__What to produce__.
Please find every line in the records below that contains the word "None", and copy it.

--- Material for this task ---

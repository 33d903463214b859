// src/common/error.rs

use std::collections::HashMap;
use std::sync::OnceLock;

use axum::{
    http::StatusCode,
    response::{IntoResponse, Response},
    Json,
};
use serde_json::{json, Value};
use thiserror::Error;

// Em produção o detalhe interno (cadeia de erros) nunca sai na resposta.
static EXPOSE_DETAILS: OnceLock<bool> = OnceLock::new();

pub fn set_expose_internal_details(expose: bool) {
    let _ = EXPOSE_DETAILS.set(expose);
}

fn expose_internal_details() -> bool {
    *EXPOSE_DETAILS.get().unwrap_or(&false)
}

/// Categorias fixas de erro. Cada uma tem um status HTTP e um código estável
/// que o frontend usa para decidir o que mostrar.
#[derive(Debug, Clone, Copy, PartialEq, Eq)]
pub enum ErrorKind {
    Validation,
    Authentication,
    Authorization,
    NotFound,
    Conflict,
    Internal,
}

impl ErrorKind {
    pub fn status(self) -> StatusCode {
        match self {
            ErrorKind::Validation => StatusCode::BAD_REQUEST,
            ErrorKind::Authentication => StatusCode::UNAUTHORIZED,
            ErrorKind::Authorization => StatusCode::FORBIDDEN,
            ErrorKind::NotFound => StatusCode::NOT_FOUND,
            ErrorKind::Conflict => StatusCode::CONFLICT,
            ErrorKind::Internal => StatusCode::INTERNAL_SERVER_ERROR,
        }
    }

    pub fn code(self) -> &'static str {
        match self {
            ErrorKind::Validation => "VALIDATION_ERROR",
            ErrorKind::Authentication => "UNAUTHORIZED",
            ErrorKind::Authorization => "FORBIDDEN",
            ErrorKind::NotFound => "NOT_FOUND",
            ErrorKind::Conflict => "CONFLICT",
            ErrorKind::Internal => "INTERNAL_ERROR",
        }
    }
}

#[derive(Debug, Error)]
pub enum AppError {
    #[error("Ошибка валидации")]
    ValidationError(#[from] validator::ValidationErrors),

    #[error("{0}")]
    InvalidInput(String),

    #[error("Неверный логин или пароль")]
    InvalidCredentials,

    #[error("Недействительный или отсутствующий токен")]
    InvalidToken,

    #[error("{0}")]
    Forbidden(String),

    #[error("{0} не найден")]
    ResourceNotFound(String),

    #[error("{0}")]
    Conflict(String),

    // Variante para erros de banco de dados
    #[error("Ошибка базы данных: {0}")]
    DatabaseError(#[from] sqlx::Error),

    #[error("Внутренняя ошибка сервера: {0}")]
    InternalServerError(#[from] anyhow::Error),

    #[error("Ошибка bcrypt: {0}")]
    BcryptError(#[from] bcrypt::BcryptError),

    #[error("Ошибка JWT: {0}")]
    JwtError(#[from] jsonwebtoken::errors::Error),

    #[error("Ошибка внешнего сервиса: {0}")]
    HttpClientError(#[from] reqwest::Error),
}

impl AppError {
    pub fn kind(&self) -> ErrorKind {
        match self {
            AppError::ValidationError(_) | AppError::InvalidInput(_) => ErrorKind::Validation,
            AppError::InvalidCredentials | AppError::InvalidToken => ErrorKind::Authentication,
            AppError::Forbidden(_) => ErrorKind::Authorization,
            AppError::ResourceNotFound(_) => ErrorKind::NotFound,
            AppError::Conflict(_) => ErrorKind::Conflict,
            AppError::DatabaseError(e) => classify_sqlx_error(e),
            _ => ErrorKind::Internal,
        }
    }

    /// Mensagem segura para o cliente (nunca vaza SQL nem segredos).
    fn public_message(&self) -> String {
        match self {
            AppError::DatabaseError(e) => match classify_sqlx_error(e) {
                ErrorKind::NotFound => "Запись не найдена".to_string(),
                ErrorKind::Conflict => "Запись с такими данными уже существует".to_string(),
                ErrorKind::Validation => "Данные нарушают ограничения базы".to_string(),
                _ => "Произошла непредвиденная ошибка".to_string(),
            },
            AppError::InternalServerError(_)
            | AppError::BcryptError(_)
            | AppError::JwtError(_)
            | AppError::HttpClientError(_) => "Произошла непредвиденная ошибка".to_string(),
            other => other.to_string(),
        }
    }

    fn details(&self) -> Option<Value> {
        match self {
            AppError::ValidationError(errors) => {
                let mut details: HashMap<String, Vec<String>> = HashMap::new();
                for (field, field_errors) in errors.field_errors() {
                    let messages = field_errors
                        .iter()
                        .map(|e| {
                            e.message
                                .as_ref()
                                .map(|m| m.to_string())
                                .unwrap_or_else(|| e.code.to_string())
                        })
                        .collect();
                    details.insert(field.to_string(), messages);
                }
                Some(json!(details))
            }
            AppError::DatabaseError(sqlx::Error::Database(db_err)) => {
                // O nome da constraint ajuda o frontend a apontar o campo
                db_err.constraint().map(|c| json!({ "constraint": c }))
            }
            e if e.kind() == ErrorKind::Internal && expose_internal_details() => {
                Some(json!({ "debug": format!("{:?}", e) }))
            }
            _ => None,
        }
    }
}

// SQLSTATE de valores que não cabem na coluna (NUMERIC estourado, texto longo demais)
const NUMERIC_VALUE_OUT_OF_RANGE: &str = "22003";
const STRING_DATA_RIGHT_TRUNCATION: &str = "22001";

fn kind_for_sqlstate(code: &str) -> Option<ErrorKind> {
    match code {
        NUMERIC_VALUE_OUT_OF_RANGE | STRING_DATA_RIGHT_TRUNCATION => Some(ErrorKind::Validation),
        _ => None,
    }
}

fn classify_sqlx_error(error: &sqlx::Error) -> ErrorKind {
    match error {
        sqlx::Error::RowNotFound => ErrorKind::NotFound,
        sqlx::Error::Database(db_err) => {
            if let Some(kind) = db_err.code().as_deref().and_then(kind_for_sqlstate) {
                return kind;
            }
            classify_db_kind(db_err.kind())
        }
        _ => ErrorKind::Internal,
    }
}

fn classify_db_kind(kind: sqlx::error::ErrorKind) -> ErrorKind {
    match kind {
        sqlx::error::ErrorKind::UniqueViolation => ErrorKind::Conflict,
        sqlx::error::ErrorKind::ForeignKeyViolation
        | sqlx::error::ErrorKind::CheckViolation
        | sqlx::error::ErrorKind::NotNullViolation => ErrorKind::Validation,
        _ => ErrorKind::Internal,
    }
}

impl IntoResponse for AppError {
    fn into_response(self) -> Response {
        let kind = self.kind();

        if kind == ErrorKind::Internal {
            tracing::error!(error = ?self, "Erro interno do servidor");
        }

        let mut error = json!({
            "code": kind.code(),
            "message": self.public_message(),
        });
        if let Some(details) = self.details() {
            error["details"] = details;
        }

        let body = Json(json!({ "success": false, "error": error }));
        (kind.status(), body).into_response()
    }
}

#[cfg(test)]
mod tests {
    use super::*;
    use http_body_util::BodyExt;

    async fn body_json(response: Response) -> Value {
        let bytes = response.into_body().collect().await.unwrap().to_bytes();
        serde_json::from_slice(&bytes).unwrap()
    }

    #[test]
    fn each_category_maps_to_fixed_status_and_code() {
        let cases = [
            (AppError::InvalidInput("x".into()), StatusCode::BAD_REQUEST, "VALIDATION_ERROR"),
            (AppError::InvalidToken, StatusCode::UNAUTHORIZED, "UNAUTHORIZED"),
            (AppError::Forbidden("x".into()), StatusCode::FORBIDDEN, "FORBIDDEN"),
            (AppError::ResourceNotFound("Заказ".into()), StatusCode::NOT_FOUND, "NOT_FOUND"),
            (AppError::Conflict("x".into()), StatusCode::CONFLICT, "CONFLICT"),
            (
                AppError::InternalServerError(anyhow::anyhow!("boom")),
                StatusCode::INTERNAL_SERVER_ERROR,
                "INTERNAL_ERROR",
            ),
        ];

        for (error, status, code) in cases {
            assert_eq!(error.kind().status(), status);
            assert_eq!(error.kind().code(), code);
        }
    }

    #[test]
    fn row_not_found_is_a_not_found_error() {
        let error = AppError::from(sqlx::Error::RowNotFound);
        assert_eq!(error.kind(), ErrorKind::NotFound);
    }

    #[test]
    fn out_of_range_values_are_validation_errors() {
        assert_eq!(kind_for_sqlstate("22003"), Some(ErrorKind::Validation));
        assert_eq!(kind_for_sqlstate("22001"), Some(ErrorKind::Validation));
        assert_eq!(kind_for_sqlstate("40001"), None);
        assert_eq!(classify_db_kind(sqlx::error::ErrorKind::UniqueViolation), ErrorKind::Conflict);
        assert_eq!(classify_db_kind(sqlx::error::ErrorKind::Other), ErrorKind::Internal);
    }

    #[tokio::test]
    async fn response_uses_the_failure_envelope() {
        let response = AppError::ResourceNotFound("Заказ".into()).into_response();
        assert_eq!(response.status(), StatusCode::NOT_FOUND);

        let body = body_json(response).await;
        assert_eq!(body["success"], false);
        assert_eq!(body["error"]["code"], "NOT_FOUND");
        assert_eq!(body["error"]["message"], "Заказ не найден");
    }

    #[tokio::test]
    async fn internal_errors_hide_their_cause_in_the_message() {
        let response =
            AppError::InternalServerError(anyhow::anyhow!("connection refused")).into_response();
        let body = body_json(response).await;

        assert_eq!(body["error"]["code"], "INTERNAL_ERROR");
        assert!(!body["error"]["message"].as_str().unwrap().contains("refused"));
    }

    #[tokio::test]
    async fn field_errors_are_listed_in_details() {
        let mut errors = validator::ValidationErrors::new();
        let mut err = validator::ValidationError::new("range");
        err.message = Some("Сумма должна быть больше нуля".into());
        errors.add("amount", err);

        let body = body_json(AppError::from(errors).into_response()).await;
        assert_eq!(body["error"]["code"], "VALIDATION_ERROR");
        assert_eq!(body["error"]["details"]["amount"][0], "Сумма должна быть больше нуля");
    }
}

---

__Written answer__.
            _ => None,
        _ => None,
        assert_eq!(kind_for_sqlstate("40001"), None);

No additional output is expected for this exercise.